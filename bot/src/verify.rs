use log::debug;

use crate::{
    CARD_SIZE, Entry, HEAP_WORD_SIZE, OffsetTablePart, Space, VerifyError, align_down_to_card,
    part::block_end,
};

impl OffsetTablePart {
    /// Checks every card between the region bottom and `top`.
    ///
    /// A direct entry must name a block from which the card start can be
    /// reached by walking block sizes without passing `top`. A back-skip must
    /// stay inside the region unless the region continues a humongous block.
    /// Back-skips say nothing else: refinement rewrites them lazily.
    pub fn verify<S: Space>(&self, space: &S) -> Result<(), VerifyError> {
        let bottom = self.bottom();
        let top = space.top();
        let start_card = self.bottom_index();
        let can_span = self.object_can_span();
        let table = self.table();

        if !can_span {
            let value = table.get(start_card)?;
            if value != 0 {
                return Err(VerifyError::BottomNotZero {
                    card: start_card,
                    value,
                });
            }
        }
        if top <= bottom {
            return Ok(());
        }

        let end_card = table.index_for(top - 1)?;
        for card in start_card..=end_card {
            match table.entry(card)? {
                Entry::Direct(words) => {
                    let words = words as usize;
                    let card_address = table.address_for_index_raw(card);
                    let mut obj_end = card_address - words * HEAP_WORD_SIZE;
                    while obj_end < card_address {
                        let obj = obj_end;
                        let size = space.block_size(obj);
                        obj_end = obj + size * HEAP_WORD_SIZE;
                        if obj_end <= obj || obj_end > top {
                            return Err(VerifyError::InvalidBlockEnd {
                                card,
                                block: obj,
                                words: size,
                                block_end: obj_end,
                                top,
                            });
                        }
                    }
                }
                skip @ Entry::SkipBack(_) => {
                    let cards_back = skip.cards_back();
                    if !can_span && cards_back > card - start_card {
                        return Err(VerifyError::BackSkipPastStart {
                            card,
                            cards_back,
                            start_card,
                        });
                    }
                }
            }
        }
        debug!(
            "verified cards {start_card}..={end_card} of region [{bottom:#x}, {:#x})",
            self.end()
        );
        Ok(())
    }

    /// Walks the blocks from the region bottom to `top` and checks that the
    /// read-only lookup answers each block's first word, last word and every
    /// card boundary inside it.
    ///
    /// A region continuing a humongous block starts its walk at the block
    /// covering `bottom`, which lies in an earlier region.
    pub fn verify_block_starts<S: Space>(&self, space: &S) -> Result<(), VerifyError> {
        let bottom = self.bottom();
        let top = space.top();
        let check = |addr: usize, expected: usize| {
            let found = self.block_start_const(space, addr);
            if found == Some(expected) {
                Ok(())
            } else {
                Err(VerifyError::WrongBlockStart {
                    addr,
                    found,
                    expected,
                })
            }
        };

        let mut block = bottom;
        if self.object_can_span() && top > bottom {
            block = self.block_start_const(space, bottom).unwrap_or(bottom);
        }
        while block < top {
            let end = block_end(space, block);
            let first = block.max(bottom);
            check(first, block)?;
            check(end.min(top) - HEAP_WORD_SIZE, block)?;
            let mut boundary = align_down_to_card(first) + CARD_SIZE;
            while boundary < end.min(top) {
                check(boundary, block)?;
                boundary += CARD_SIZE;
            }
            block = end;
        }
        Ok(())
    }
}

#[cfg(test)]
mod tests {
    use std::sync::Arc;

    use super::*;
    use crate::{CARD_WORDS, OffsetTable, testing::FakeSpace};

    const BOTTOM: usize = 0x3000_0000;

    fn filled(cards: usize, sizes: &[usize]) -> (FakeSpace, OffsetTablePart) {
        let end = BOTTOM + cards * CARD_SIZE;
        let table = Arc::new(OffsetTable::new(BOTTOM, cards * CARD_SIZE).unwrap());
        let part = OffsetTablePart::new(table, BOTTOM, end).unwrap();
        let mut space = FakeSpace::new(BOTTOM, end);
        for &words in sizes {
            let start = space.push(words);
            part.alloc_block_words(start, words).unwrap();
        }
        (space, part)
    }

    #[test]
    fn well_formed_region_verifies() {
        let (space, part) =
            filled(64, &[10, 3, 40 * CARD_WORDS, 7, 2 * CARD_WORDS + 1, 64]);
        part.verify(&space).unwrap();
        part.verify_block_starts(&space).unwrap();
    }

    #[test]
    fn empty_region_verifies() {
        let (space, part) = filled(8, &[]);
        part.verify(&space).unwrap();
        part.verify_block_starts(&space).unwrap();
    }

    #[test]
    fn nonzero_bottom_entry_is_reported() {
        let (space, part) = filled(8, &[100]);
        part.table().set(0, 5).unwrap();
        assert_eq!(
            part.verify(&space),
            Err(VerifyError::BottomNotZero { card: 0, value: 5 })
        );

        part.set_object_can_span(true);
        assert!(!matches!(
            part.verify(&space),
            Err(VerifyError::BottomNotZero { .. })
        ));
    }

    #[test]
    fn back_skip_out_of_region_is_reported() {
        let (space, part) = filled(32, &[20 * CARD_WORDS]);
        part.table().set(3, Entry::SkipBack(1).encode()).unwrap();
        assert_eq!(
            part.verify(&space),
            Err(VerifyError::BackSkipPastStart {
                card: 3,
                cards_back: 16,
                start_card: 0
            })
        );
    }

    #[test]
    fn block_running_past_top_is_reported() {
        let (space, part) = filled(8, &[20, 3 * CARD_WORDS]);
        let short = space.window(BOTTOM, BOTTOM + 2 * CARD_SIZE);
        assert!(matches!(
            part.verify(&short),
            Err(VerifyError::InvalidBlockEnd { card: 1, .. })
        ));
    }

    #[test]
    fn continuing_region_walks_from_spanning_block() {
        let end = BOTTOM + 16 * CARD_SIZE;
        let middle = BOTTOM + 8 * CARD_SIZE;
        let table = Arc::new(OffsetTable::new(BOTTOM, 16 * CARD_SIZE).unwrap());
        let first = OffsetTablePart::new(table.clone(), BOTTOM, middle).unwrap();
        let second = OffsetTablePart::new(table, middle, end).unwrap();

        let mut space = FakeSpace::new(BOTTOM, end);
        let big = space.push(12 * CARD_WORDS);
        let filler = space.push(4 * CARD_WORDS);
        first.set_for_starts_humongous(filler, 4 * CARD_WORDS).unwrap();
        second.set_object_can_span(true);

        let head = space.window(BOTTOM, middle);
        let tail = space.window(middle, end);
        first.verify(&head).unwrap();
        first.verify_block_starts(&head).unwrap();
        second.verify(&tail).unwrap();
        second.verify_block_starts(&tail).unwrap();
        assert_eq!(second.block_start_const(&tail, middle), Some(big));
    }

    #[test]
    fn wrong_direct_offset_breaks_block_starts() {
        let (space, part) = filled(8, &[CARD_WORDS, CARD_WORDS, 2 * CARD_WORDS]);
        part.verify_block_starts(&space).unwrap();

        // Card 3 starts inside the third block; a zero offset names the
        // card start itself.
        part.set_offset(3, 0).unwrap();
        let third = BOTTOM + 2 * CARD_SIZE;
        assert!(matches!(
            part.verify_block_starts(&space),
            Err(VerifyError::WrongBlockStart { expected, .. }) if expected == third
        ));
    }
}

^^^^

■ What you should do:
Copy every entry exactly, leaving nothing out.

■ Worked solution:
filename bot/src/verify.rs
use log::debug;

use crate::{
    CARD_SIZE, Entry, HEAP_WORD_SIZE, OffsetTablePart, Space, VerifyError, align_down_to_card,
    part::block_end,
};

impl OffsetTablePart {
    /// Checks every card between the region bottom and `top`.
    ///
    /// A direct entry must name a block from which the card start can be
    /// reached by walking block sizes without passing `top`. A back-skip must
    /// stay inside the region unless the region continues a humongous block.
    /// Back-skips say nothing else: refinement rewrites them lazily.
    pub fn verify<S: Space>(&self, space: &S) -> Result<(), VerifyError> {
        let bottom = self.bottom();
        let top = space.top();
        let start_card = self.bottom_index();
        let can_span = self.object_can_span();
        let table = self.table();

        if !can_span {
            let value = table.get(start_card)?;
            if value != 0 {
                return Err(VerifyError::BottomNotZero {
                    card: start_card,
                    value,
                });
            }
        }
        if top <= bottom {
            return Ok(());
        }

        let end_card = table.index_for(top - 1)?;
        for card in start_card..=end_card {
            match table.entry(card)? {
                Entry::Direct(words) => {
                    let words = words as usize;
                    let card_address = table.address_for_index_raw(card);
                    let mut obj_end = card_address - words * HEAP_WORD_SIZE;
                    while obj_end < card_address {
                        let obj = obj_end;
                        let size = space.block_size(obj);
                        obj_end = obj + size * HEAP_WORD_SIZE;
                        if obj_end <= obj || obj_end > top {
                            return Err(VerifyError::InvalidBlockEnd {
                                card,
                                block: obj,
                                words: size,
                                block_end: obj_end,
                                top,
                            });
                        }
                    }
                }
                skip @ Entry::SkipBack(_) => {
                    let cards_back = skip.cards_back();
                    if !can_span && cards_back > card - start_card {
                        return Err(VerifyError::BackSkipPastStart {
                            card,
                            cards_back,
                            start_card,
                        });
                    }
                }
            }
        }
        debug!(
            "verified cards {start_card}..={end_card} of region [{bottom:#x}, {:#x})",
            self.end()
        );
        Ok(())
    }

    /// Walks the blocks from the region bottom to `top` and checks that the
    /// read-only lookup answers each block's first word, last word and every
    /// card boundary inside it.
    ///
    /// A region continuing a humongous block starts its walk at the block
    /// covering `bottom`, which lies in an earlier region.
    pub fn verify_block_starts<S: Space>(&self, space: &S) -> Result<(), VerifyError> {
        let bottom = self.bottom();
        let top = space.top();
        let check = |addr: usize, expected: usize| {
            let found = self.block_start_const(space, addr);
            if found == Some(expected) {
                Ok(())
            } else {
                Err(VerifyError::WrongBlockStart {
                    addr,
                    found,
                    expected,
                })
            }
        };

        let mut block = bottom;
        if self.object_can_span() && top > bottom {
            block = self.block_start_const(space, bottom).unwrap_or(bottom);
        }
        while block < top {
            let end = block_end(space, block);
            let first = block.max(bottom);
            check(first, block)?;
            check(end.min(top) - HEAP_WORD_SIZE, block)?;
            let mut boundary = align_down_to_card(first) + CARD_SIZE;
            while boundary < end.min(top) {
                check(boundary, block)?;
                boundary += CARD_SIZE;
            }
            block = end;
        }
        Ok(())
    }
}

#[cfg(test)]
mod tests {
    use std::sync::Arc;

    use super::*;
    use crate::{CARD_WORDS, OffsetTable, testing::FakeSpace};

    const BOTTOM: usize = 0x3000_0000;

    fn filled(cards: usize, sizes: &[usize]) -> (FakeSpace, OffsetTablePart) {
        let end = BOTTOM + cards * CARD_SIZE;
        let table = Arc::new(OffsetTable::new(BOTTOM, cards * CARD_SIZE).unwrap());
        let part = OffsetTablePart::new(table, BOTTOM, end).unwrap();
        let mut space = FakeSpace::new(BOTTOM, end);
        for &words in sizes {
            let start = space.push(words);
            part.alloc_block_words(start, words).unwrap();
        }
        (space, part)
    }

    #[test]
    fn well_formed_region_verifies() {
        let (space, part) =
            filled(64, &[10, 3, 40 * CARD_WORDS, 7, 2 * CARD_WORDS + 1, 64]);
        part.verify(&space).unwrap();
        part.verify_block_starts(&space).unwrap();
    }

    #[test]
    fn empty_region_verifies() {
        let (space, part) = filled(8, &[]);
        part.verify(&space).unwrap();
        part.verify_block_starts(&space).unwrap();
    }

    #[test]
    fn nonzero_bottom_entry_is_reported() {
        let (space, part) = filled(8, &[100]);
        part.table().set(0, 5).unwrap();
        assert_eq!(
            part.verify(&space),
            Err(VerifyError::BottomNotZero { card: 0, value: 5 })
        );

        part.set_object_can_span(true);
        assert!(!matches!(
            part.verify(&space),
            Err(VerifyError::BottomNotZero { .. })
        ));
    }

    #[test]
    fn back_skip_out_of_region_is_reported() {
        let (space, part) = filled(32, &[20 * CARD_WORDS]);
        part.table().set(3, Entry::SkipBack(1).encode()).unwrap();
        assert_eq!(
            part.verify(&space),
            Err(VerifyError::BackSkipPastStart {
                card: 3,
                cards_back: 16,
                start_card: 0
            })
        );
    }

    #[test]
    fn block_running_past_top_is_reported() {
        let (space, part) = filled(8, &[20, 3 * CARD_WORDS]);
        let short = space.window(BOTTOM, BOTTOM + 2 * CARD_SIZE);
        assert!(matches!(
            part.verify(&short),
            Err(VerifyError::InvalidBlockEnd { card: 1, .. })
        ));
    }

    #[test]
    fn continuing_region_walks_from_spanning_block() {
        let end = BOTTOM + 16 * CARD_SIZE;
        let middle = BOTTOM + 8 * CARD_SIZE;
        let table = Arc::new(OffsetTable::new(BOTTOM, 16 * CARD_SIZE).unwrap());
        let first = OffsetTablePart::new(table.clone(), BOTTOM, middle).unwrap();
        let second = OffsetTablePart::new(table, middle, end).unwrap();

        let mut space = FakeSpace::new(BOTTOM, end);
        let big = space.push(12 * CARD_WORDS);
        let filler = space.push(4 * CARD_WORDS);
        first.set_for_starts_humongous(filler, 4 * CARD_WORDS).unwrap();
        second.set_object_can_span(true);

        let head = space.window(BOTTOM, middle);
        let tail = space.window(middle, end);
        first.verify(&head).unwrap();
        first.verify_block_starts(&head).unwrap();
        second.verify(&tail).unwrap();
        second.verify_block_starts(&tail).unwrap();
        assert_eq!(second.block_start_const(&tail, middle), Some(big));
    }

    #[test]
    fn wrong_direct_offset_breaks_block_starts() {
        let (space, part) = filled(8, &[CARD_WORDS, CARD_WORDS, 2 * CARD_WORDS]);
        part.verify_block_starts(&space).unwrap();

        // Card 3 starts inside the third block; a zero offset names the
        // card start itself.
        part.set_offset(3, 0).unwrap();
        let third = BOTTOM + 2 * CARD_SIZE;
        assert!(matches!(
            part.verify_block_starts(&space),
            Err(VerifyError::WrongBlockStart { expected, .. }) if expected == third
        ));
    }
}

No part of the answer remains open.